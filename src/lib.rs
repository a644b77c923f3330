//! Block-matching motion estimation for a VP9 encoder.
//!
//! This crate is the encoder's windowed-search core: an exhaustive SAD
//! search over a rectangular displacement window, and a hierarchical
//! aggregator that folds one batch of 8 horizontal candidate displacements
//! into best-match state for every partition size of a 64x64 superblock at
//! once. Everything operates on caller-supplied padded [`Plane`]s; decoding,
//! mode decision, and the threaded encoder pipeline live elsewhere.
//!
//! The kernels are pure and reentrant. Parallel callers only need to keep
//! one [`SuperblockBestState`] per (superblock, reference) pair, which the
//! provided frame-level driver does by fanning superblock rows out on rayon.
//!
//! [`Plane`]: v_frame::plane::Plane

mod data;
mod estimate;

pub use v_frame;

pub use crate::{
    data::{
        block::{BlockOffset, BlockWidth, InvalidBlockWidth},
        motion::{
            MV_UNITS_PER_SAMPLE,
            MotionField,
            MotionVector,
            PartitionBest,
            SuperblockBestState,
        },
        plane::{Area, AsRegion, PlaneOffset, PlaneRegion, Rect},
        sad::get_sad,
        superblock::{SB_SIZE, SuperBlockOffset},
    },
    estimate::{
        EstimationError,
        MotionEstimationConfig,
        estimate_frame_motion,
        estimate_superblock_motion,
        exhaustive::{SearchResult, SearchWindow, exhaustive_search},
        hierarchy::{
            CANDIDATE_COUNT,
            CandidateRow,
            PartitionSadTable,
            aggregate_candidate_row,
        },
    },
};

━━━━━━━━━━

WORK ORDER: Having read the records above, print them out again exactly.

SOLVED PROBLEM:
filename src/lib.rs
repository a644b77c923f3330
//! Block-matching motion estimation for a VP9 encoder.
//!
//! This crate is the encoder's windowed-search core: an exhaustive SAD
//! search over a rectangular displacement window, and a hierarchical
//! aggregator that folds one batch of 8 horizontal candidate displacements
//! into best-match state for every partition size of a 64x64 superblock at
//! once. Everything operates on caller-supplied padded [`Plane`]s; decoding,
//! mode decision, and the threaded encoder pipeline live elsewhere.
//!
//! The kernels are pure and reentrant. Parallel callers only need to keep
//! one [`SuperblockBestState`] per (superblock, reference) pair, which the
//! provided frame-level driver does by fanning superblock rows out on rayon.
//!
//! [`Plane`]: v_frame::plane::Plane

mod data;
mod estimate;

pub use v_frame;

pub use crate::{
    data::{
        block::{BlockOffset, BlockWidth, InvalidBlockWidth},
        motion::{
            MV_UNITS_PER_SAMPLE,
            MotionField,
            MotionVector,
            PartitionBest,
            SuperblockBestState,
        },
        plane::{Area, AsRegion, PlaneOffset, PlaneRegion, Rect},
        sad::get_sad,
        superblock::{SB_SIZE, SuperBlockOffset},
    },
    estimate::{
        EstimationError,
        MotionEstimationConfig,
        estimate_frame_motion,
        estimate_superblock_motion,
        exhaustive::{SearchResult, SearchWindow, exhaustive_search},
        hierarchy::{
            CANDIDATE_COUNT,
            CandidateRow,
            PartitionSadTable,
            aggregate_candidate_row,
        },
    },
};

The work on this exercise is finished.